* RECORD SET:
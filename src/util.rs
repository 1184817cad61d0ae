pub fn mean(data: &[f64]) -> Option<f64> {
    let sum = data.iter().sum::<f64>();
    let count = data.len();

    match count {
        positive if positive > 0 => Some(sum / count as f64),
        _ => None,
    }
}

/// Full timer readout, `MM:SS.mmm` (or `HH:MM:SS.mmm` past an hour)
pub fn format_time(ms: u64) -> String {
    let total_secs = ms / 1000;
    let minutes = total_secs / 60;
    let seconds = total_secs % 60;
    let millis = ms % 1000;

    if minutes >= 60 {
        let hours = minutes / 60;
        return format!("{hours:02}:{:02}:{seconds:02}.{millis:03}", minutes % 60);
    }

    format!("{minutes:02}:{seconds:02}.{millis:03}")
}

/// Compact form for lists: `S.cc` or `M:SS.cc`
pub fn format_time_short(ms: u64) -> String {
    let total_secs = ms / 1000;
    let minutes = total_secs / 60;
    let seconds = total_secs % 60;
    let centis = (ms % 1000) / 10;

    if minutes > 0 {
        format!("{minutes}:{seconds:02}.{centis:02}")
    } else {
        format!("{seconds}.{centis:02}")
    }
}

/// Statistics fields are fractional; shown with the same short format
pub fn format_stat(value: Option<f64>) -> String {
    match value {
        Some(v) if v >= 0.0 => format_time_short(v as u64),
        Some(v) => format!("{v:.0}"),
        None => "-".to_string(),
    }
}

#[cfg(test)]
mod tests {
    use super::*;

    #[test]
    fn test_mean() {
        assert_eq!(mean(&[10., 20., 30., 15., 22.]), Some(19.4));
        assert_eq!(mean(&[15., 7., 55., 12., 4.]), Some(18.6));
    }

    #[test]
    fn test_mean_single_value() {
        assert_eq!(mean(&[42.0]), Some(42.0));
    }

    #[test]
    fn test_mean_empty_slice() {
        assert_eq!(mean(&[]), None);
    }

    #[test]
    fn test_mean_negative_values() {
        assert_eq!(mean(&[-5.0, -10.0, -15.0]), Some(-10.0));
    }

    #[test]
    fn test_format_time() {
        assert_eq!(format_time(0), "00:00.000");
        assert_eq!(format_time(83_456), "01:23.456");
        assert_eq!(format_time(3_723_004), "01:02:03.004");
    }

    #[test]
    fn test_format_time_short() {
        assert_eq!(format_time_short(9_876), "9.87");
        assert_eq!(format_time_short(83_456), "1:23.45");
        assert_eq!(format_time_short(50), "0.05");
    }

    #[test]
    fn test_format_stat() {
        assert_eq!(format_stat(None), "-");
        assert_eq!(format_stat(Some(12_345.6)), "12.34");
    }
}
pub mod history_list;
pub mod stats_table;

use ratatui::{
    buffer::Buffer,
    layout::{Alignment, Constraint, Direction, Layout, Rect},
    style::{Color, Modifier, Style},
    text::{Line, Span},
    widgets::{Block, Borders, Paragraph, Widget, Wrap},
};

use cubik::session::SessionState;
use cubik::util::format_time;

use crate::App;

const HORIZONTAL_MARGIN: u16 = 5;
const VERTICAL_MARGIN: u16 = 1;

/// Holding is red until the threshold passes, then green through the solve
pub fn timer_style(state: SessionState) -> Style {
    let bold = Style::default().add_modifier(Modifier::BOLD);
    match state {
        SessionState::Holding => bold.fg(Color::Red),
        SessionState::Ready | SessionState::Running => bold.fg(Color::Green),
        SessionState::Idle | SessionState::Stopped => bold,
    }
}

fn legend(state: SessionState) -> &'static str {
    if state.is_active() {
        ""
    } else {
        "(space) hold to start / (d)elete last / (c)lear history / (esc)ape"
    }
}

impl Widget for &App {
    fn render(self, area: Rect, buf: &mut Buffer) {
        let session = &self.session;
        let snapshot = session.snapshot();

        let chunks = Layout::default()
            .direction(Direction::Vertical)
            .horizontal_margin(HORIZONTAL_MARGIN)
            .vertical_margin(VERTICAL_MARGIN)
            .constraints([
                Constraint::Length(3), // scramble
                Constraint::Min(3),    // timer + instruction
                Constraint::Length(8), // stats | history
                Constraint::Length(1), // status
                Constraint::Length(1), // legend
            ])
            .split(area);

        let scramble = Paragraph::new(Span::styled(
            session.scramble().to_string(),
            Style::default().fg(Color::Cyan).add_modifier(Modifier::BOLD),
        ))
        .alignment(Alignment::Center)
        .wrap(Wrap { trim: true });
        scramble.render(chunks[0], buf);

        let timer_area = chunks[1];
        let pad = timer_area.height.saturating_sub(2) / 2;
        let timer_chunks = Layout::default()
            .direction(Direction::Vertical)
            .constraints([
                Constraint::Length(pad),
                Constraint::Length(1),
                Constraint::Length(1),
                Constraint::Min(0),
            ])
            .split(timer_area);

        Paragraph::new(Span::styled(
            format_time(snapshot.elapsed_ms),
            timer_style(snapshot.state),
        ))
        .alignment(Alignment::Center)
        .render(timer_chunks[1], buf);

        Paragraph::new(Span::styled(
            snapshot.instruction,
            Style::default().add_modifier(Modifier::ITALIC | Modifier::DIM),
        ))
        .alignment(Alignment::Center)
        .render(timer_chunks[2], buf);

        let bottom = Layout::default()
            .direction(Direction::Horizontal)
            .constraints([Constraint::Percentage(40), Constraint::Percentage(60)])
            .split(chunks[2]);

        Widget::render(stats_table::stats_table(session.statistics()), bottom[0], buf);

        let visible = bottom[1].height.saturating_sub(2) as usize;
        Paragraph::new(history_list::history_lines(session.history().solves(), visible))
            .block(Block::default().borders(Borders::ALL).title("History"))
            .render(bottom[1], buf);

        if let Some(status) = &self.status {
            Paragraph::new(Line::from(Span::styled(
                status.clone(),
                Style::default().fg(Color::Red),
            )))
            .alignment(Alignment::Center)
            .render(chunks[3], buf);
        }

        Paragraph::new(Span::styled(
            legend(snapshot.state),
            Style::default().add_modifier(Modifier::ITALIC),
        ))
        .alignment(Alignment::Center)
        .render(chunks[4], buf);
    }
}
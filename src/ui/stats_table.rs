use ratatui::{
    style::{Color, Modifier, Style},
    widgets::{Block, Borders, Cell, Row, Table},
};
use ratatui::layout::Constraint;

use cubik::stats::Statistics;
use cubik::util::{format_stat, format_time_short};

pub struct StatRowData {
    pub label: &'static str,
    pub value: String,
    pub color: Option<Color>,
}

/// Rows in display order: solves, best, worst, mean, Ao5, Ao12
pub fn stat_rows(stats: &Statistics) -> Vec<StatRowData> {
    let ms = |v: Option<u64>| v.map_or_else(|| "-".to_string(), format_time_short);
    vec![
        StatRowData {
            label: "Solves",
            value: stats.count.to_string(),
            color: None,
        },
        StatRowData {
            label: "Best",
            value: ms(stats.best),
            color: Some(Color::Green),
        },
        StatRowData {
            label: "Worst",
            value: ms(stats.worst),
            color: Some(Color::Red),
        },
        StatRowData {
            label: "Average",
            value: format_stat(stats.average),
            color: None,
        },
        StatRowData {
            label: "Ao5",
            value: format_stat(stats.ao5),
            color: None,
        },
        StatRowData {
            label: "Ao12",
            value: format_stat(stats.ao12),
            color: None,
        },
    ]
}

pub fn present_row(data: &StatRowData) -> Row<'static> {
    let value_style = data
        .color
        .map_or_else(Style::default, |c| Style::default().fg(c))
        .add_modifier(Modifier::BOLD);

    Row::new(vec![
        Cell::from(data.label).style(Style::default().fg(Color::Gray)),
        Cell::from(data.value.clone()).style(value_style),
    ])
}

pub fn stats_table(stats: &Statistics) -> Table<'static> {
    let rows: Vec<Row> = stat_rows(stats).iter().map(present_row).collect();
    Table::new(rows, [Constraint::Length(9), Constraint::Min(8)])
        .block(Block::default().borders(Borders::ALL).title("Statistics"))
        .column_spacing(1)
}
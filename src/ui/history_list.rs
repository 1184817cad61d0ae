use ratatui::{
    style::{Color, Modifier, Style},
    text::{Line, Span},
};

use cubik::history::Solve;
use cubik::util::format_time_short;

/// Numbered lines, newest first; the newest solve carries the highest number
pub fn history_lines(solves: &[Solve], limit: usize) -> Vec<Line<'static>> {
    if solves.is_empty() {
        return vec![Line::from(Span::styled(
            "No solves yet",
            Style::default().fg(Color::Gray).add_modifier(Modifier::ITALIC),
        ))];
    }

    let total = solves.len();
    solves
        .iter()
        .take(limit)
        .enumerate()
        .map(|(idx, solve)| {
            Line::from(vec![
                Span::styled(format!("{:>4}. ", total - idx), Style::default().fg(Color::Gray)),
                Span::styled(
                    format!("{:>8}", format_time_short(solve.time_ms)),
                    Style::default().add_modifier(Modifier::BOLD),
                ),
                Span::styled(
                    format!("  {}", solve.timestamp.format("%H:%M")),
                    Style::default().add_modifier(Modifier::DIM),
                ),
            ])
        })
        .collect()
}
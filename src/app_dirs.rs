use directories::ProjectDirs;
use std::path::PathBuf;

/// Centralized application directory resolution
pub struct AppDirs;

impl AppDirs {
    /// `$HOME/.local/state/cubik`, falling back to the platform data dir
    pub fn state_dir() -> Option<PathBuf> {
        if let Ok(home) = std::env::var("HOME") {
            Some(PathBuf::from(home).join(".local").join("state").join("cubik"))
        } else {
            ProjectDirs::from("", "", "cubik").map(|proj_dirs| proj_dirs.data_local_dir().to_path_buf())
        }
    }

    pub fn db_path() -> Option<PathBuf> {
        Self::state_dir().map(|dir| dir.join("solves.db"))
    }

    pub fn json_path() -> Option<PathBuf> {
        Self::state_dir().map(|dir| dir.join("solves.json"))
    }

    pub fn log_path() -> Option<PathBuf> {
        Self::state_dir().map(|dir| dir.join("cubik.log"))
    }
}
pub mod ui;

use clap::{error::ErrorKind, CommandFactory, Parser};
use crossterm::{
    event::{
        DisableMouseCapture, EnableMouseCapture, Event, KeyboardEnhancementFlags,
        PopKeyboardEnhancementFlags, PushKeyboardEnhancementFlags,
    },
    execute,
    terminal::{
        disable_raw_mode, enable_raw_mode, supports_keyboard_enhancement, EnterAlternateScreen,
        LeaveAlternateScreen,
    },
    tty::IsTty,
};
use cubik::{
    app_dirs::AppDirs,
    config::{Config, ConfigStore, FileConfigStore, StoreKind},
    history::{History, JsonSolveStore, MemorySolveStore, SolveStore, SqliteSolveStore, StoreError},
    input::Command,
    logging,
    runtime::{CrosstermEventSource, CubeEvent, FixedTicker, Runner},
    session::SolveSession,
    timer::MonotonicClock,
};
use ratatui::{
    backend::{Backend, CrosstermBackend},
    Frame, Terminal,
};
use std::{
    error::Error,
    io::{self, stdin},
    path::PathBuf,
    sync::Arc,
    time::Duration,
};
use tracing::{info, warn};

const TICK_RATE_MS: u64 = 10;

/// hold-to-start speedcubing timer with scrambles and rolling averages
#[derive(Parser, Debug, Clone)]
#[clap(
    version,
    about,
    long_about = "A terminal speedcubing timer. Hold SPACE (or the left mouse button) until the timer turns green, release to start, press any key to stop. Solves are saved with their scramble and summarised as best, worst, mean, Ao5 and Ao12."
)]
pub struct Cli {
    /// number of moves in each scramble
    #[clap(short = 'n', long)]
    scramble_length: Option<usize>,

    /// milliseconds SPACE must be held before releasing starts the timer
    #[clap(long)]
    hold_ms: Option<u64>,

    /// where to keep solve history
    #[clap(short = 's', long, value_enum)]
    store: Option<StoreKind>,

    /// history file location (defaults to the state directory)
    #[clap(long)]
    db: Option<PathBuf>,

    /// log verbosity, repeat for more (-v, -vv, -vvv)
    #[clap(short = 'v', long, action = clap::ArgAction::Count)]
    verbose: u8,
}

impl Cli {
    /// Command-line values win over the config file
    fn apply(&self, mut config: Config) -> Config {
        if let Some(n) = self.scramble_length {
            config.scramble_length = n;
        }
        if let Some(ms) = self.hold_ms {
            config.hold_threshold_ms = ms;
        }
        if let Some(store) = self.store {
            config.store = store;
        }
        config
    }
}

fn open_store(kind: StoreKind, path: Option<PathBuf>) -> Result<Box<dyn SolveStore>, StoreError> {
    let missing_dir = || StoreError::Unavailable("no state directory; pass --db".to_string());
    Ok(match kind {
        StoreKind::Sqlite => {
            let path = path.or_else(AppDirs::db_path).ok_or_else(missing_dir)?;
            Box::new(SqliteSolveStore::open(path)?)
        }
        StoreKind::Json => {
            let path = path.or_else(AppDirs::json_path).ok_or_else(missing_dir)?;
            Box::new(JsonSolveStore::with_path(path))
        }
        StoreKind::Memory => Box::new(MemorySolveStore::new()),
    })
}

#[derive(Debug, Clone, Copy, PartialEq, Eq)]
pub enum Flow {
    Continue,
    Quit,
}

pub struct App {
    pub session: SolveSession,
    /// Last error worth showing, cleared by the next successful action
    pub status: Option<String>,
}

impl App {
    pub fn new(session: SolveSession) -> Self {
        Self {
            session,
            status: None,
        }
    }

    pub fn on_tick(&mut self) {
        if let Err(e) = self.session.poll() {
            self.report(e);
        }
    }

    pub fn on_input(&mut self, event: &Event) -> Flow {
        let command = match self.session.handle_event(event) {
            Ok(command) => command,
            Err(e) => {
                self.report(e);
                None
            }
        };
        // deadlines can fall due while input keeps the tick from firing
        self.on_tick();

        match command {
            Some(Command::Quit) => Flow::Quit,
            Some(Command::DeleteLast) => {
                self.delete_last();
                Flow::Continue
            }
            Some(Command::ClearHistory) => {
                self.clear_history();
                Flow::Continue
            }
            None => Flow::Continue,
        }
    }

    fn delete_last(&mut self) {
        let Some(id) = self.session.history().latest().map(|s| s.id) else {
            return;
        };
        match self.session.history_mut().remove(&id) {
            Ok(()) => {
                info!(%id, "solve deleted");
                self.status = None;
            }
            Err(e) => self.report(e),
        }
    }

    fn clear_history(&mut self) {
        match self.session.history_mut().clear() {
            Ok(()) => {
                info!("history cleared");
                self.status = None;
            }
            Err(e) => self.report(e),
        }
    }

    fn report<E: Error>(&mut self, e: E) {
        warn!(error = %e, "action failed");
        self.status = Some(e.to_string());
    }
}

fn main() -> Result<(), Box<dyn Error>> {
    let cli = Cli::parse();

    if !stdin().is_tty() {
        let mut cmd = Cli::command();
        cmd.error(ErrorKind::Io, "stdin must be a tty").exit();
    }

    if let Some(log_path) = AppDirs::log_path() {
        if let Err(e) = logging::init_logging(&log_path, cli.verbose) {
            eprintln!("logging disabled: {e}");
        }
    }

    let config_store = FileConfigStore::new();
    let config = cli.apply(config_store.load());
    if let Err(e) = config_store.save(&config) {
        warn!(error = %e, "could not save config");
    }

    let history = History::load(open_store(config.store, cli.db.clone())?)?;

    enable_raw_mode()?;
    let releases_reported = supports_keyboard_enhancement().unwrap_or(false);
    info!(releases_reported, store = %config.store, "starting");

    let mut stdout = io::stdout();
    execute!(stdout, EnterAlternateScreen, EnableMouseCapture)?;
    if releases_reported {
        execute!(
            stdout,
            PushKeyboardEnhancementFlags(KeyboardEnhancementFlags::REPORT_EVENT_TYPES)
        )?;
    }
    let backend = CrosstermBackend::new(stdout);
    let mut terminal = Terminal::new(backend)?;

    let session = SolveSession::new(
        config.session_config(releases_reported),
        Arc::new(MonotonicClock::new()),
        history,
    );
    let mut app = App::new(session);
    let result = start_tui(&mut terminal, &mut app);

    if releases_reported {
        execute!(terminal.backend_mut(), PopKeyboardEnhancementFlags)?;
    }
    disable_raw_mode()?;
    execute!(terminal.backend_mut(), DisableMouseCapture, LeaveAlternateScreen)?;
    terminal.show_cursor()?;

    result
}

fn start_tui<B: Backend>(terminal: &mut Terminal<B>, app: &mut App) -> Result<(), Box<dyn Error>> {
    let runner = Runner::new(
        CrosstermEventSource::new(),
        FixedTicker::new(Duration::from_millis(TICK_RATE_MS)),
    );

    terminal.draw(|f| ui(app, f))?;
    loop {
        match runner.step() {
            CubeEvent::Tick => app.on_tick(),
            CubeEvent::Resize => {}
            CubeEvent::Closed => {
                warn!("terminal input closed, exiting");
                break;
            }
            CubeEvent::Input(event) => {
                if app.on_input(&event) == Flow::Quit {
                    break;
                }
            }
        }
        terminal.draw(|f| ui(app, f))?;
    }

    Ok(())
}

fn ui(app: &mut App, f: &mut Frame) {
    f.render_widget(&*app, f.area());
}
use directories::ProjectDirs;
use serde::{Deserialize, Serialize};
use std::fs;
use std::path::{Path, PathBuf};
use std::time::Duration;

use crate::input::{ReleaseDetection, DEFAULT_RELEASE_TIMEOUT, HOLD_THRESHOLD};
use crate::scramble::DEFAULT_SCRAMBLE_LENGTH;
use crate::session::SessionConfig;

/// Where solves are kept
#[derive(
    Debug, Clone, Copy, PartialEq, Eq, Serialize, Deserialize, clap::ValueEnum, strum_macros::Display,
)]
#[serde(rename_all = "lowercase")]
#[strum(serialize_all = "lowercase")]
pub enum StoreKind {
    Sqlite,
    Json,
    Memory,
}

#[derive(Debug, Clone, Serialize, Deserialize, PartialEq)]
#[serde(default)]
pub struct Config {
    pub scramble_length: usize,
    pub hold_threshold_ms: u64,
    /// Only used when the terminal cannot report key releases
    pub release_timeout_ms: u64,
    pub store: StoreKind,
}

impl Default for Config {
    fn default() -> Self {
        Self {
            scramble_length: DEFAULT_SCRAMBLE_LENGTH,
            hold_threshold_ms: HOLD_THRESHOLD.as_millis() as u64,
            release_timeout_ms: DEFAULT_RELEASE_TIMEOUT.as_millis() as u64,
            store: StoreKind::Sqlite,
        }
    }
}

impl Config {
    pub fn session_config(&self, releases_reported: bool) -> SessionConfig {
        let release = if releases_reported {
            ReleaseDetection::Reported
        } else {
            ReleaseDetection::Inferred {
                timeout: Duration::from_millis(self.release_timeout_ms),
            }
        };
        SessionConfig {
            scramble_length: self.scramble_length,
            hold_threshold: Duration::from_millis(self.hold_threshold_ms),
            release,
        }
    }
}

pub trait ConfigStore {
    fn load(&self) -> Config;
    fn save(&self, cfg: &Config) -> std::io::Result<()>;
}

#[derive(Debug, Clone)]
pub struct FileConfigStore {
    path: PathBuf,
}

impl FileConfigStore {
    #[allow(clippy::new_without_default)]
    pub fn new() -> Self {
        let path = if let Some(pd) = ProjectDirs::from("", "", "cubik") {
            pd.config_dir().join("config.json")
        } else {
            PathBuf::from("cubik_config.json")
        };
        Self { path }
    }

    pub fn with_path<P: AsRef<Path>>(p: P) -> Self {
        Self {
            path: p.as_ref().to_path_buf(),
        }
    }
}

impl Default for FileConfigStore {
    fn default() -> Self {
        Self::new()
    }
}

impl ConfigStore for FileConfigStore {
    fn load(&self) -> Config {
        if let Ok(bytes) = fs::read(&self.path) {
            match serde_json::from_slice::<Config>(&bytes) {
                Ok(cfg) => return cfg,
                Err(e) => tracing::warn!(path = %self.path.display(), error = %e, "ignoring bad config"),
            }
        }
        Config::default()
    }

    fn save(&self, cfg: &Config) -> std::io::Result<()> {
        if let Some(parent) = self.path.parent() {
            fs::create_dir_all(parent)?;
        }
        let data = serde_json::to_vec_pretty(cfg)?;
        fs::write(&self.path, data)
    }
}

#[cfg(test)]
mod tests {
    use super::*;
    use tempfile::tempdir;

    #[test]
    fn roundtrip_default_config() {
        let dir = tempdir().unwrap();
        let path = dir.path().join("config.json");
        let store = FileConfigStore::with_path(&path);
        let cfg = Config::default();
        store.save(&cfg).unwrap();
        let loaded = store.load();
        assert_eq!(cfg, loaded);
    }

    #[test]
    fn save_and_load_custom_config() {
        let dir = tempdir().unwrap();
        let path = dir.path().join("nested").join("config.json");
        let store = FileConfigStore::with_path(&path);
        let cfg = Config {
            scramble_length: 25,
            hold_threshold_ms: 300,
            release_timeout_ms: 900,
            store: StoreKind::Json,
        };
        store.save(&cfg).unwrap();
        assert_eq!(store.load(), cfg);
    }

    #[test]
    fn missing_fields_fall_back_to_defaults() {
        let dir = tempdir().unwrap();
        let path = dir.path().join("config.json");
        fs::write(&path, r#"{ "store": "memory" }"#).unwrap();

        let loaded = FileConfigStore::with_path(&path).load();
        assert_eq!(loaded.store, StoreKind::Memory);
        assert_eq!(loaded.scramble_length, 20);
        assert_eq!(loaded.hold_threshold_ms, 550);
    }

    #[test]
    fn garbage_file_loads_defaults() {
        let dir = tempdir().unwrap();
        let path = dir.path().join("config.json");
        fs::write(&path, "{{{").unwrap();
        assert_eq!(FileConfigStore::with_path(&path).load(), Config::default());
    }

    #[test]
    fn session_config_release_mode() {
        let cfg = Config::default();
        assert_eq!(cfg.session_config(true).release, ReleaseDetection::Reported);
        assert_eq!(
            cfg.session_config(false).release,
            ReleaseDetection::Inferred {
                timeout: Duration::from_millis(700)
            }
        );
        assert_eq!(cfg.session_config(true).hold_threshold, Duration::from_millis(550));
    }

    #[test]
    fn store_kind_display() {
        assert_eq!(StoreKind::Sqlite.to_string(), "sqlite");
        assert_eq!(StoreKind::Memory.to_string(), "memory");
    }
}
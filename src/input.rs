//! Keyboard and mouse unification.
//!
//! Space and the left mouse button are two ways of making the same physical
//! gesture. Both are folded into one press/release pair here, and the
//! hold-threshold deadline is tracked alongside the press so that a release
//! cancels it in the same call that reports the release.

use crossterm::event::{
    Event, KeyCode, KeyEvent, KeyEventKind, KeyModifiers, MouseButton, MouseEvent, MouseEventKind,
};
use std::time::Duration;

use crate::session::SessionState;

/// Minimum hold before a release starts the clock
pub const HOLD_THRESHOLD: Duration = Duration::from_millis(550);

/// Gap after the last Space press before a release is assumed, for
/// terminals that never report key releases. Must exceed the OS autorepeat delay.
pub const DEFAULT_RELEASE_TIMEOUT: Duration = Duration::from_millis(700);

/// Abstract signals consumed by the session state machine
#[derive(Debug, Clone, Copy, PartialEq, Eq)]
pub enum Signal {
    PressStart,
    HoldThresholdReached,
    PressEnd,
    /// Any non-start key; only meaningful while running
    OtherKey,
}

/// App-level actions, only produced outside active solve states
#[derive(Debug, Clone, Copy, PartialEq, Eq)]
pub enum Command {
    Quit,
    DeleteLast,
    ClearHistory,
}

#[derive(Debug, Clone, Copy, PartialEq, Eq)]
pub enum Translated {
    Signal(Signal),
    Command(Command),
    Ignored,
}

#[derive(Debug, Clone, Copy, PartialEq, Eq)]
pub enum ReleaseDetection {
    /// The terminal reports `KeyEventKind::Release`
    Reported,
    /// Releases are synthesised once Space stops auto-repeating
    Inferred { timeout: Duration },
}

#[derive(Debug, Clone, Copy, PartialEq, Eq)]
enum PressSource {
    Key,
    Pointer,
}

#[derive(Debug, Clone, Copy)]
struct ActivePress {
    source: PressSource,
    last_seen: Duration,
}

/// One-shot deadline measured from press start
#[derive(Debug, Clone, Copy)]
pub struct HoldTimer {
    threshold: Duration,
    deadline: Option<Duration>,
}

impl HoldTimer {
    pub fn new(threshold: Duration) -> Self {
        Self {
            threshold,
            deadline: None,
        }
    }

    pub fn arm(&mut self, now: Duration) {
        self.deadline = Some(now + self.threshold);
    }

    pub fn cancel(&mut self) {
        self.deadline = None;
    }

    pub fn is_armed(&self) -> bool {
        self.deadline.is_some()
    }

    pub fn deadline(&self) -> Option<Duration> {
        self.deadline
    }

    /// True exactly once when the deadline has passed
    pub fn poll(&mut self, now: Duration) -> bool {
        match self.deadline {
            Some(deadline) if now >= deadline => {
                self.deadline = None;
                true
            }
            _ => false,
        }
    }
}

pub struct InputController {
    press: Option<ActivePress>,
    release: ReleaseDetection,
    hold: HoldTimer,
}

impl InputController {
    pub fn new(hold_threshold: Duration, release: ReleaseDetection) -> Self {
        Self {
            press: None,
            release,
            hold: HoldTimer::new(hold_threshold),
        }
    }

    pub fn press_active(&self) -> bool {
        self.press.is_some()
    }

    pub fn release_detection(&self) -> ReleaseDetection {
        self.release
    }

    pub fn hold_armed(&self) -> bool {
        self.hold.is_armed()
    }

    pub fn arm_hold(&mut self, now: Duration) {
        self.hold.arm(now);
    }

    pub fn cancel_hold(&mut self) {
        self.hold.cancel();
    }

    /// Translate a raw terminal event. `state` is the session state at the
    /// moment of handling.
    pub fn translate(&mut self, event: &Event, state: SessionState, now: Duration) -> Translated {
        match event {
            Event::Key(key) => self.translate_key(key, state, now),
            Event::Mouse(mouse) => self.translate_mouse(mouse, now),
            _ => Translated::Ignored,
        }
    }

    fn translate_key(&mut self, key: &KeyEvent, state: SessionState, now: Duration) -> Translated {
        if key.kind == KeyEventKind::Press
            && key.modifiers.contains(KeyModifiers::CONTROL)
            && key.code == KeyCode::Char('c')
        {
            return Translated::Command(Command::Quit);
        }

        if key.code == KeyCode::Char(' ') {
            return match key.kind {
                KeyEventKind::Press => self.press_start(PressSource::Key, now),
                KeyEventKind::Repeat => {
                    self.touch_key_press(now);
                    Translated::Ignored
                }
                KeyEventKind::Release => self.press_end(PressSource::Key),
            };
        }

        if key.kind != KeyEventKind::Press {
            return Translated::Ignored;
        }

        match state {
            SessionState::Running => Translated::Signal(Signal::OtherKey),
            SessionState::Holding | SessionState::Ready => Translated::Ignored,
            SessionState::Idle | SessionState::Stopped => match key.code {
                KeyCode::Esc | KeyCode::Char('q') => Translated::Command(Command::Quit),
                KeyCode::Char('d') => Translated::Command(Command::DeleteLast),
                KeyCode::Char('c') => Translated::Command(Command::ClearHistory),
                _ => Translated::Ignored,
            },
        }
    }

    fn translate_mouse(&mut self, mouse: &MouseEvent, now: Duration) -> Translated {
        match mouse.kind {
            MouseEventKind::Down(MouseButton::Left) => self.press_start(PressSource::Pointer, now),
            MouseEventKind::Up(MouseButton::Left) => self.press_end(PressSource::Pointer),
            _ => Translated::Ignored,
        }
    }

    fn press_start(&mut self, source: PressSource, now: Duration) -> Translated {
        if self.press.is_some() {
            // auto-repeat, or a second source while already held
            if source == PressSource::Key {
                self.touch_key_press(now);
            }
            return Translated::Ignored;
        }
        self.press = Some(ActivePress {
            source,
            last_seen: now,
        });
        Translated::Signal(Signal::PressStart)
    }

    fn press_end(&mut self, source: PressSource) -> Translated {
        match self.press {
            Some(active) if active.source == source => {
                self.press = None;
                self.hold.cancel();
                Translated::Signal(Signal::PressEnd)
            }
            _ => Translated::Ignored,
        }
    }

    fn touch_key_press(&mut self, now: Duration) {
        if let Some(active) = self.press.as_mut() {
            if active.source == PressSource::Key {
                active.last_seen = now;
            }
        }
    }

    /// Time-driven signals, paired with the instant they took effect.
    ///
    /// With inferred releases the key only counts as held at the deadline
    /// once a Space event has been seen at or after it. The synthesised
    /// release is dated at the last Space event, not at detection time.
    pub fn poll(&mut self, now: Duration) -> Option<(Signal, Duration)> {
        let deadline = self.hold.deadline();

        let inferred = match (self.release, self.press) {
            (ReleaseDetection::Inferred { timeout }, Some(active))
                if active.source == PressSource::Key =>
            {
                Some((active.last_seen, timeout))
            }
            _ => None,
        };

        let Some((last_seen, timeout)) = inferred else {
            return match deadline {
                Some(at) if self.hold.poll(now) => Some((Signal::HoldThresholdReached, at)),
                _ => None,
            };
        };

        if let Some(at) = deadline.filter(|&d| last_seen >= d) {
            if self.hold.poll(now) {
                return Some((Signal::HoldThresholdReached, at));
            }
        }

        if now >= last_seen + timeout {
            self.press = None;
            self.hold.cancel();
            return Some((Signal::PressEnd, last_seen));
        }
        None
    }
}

* TASK STATEMENT: Show every line of the records above that contains the word "while".

* WRITTEN RESPONSE:
        // deadlines can fall due while input keeps the tick from firing
    /// Any non-start key; only meaningful while running
            // auto-repeat, or a second source while already held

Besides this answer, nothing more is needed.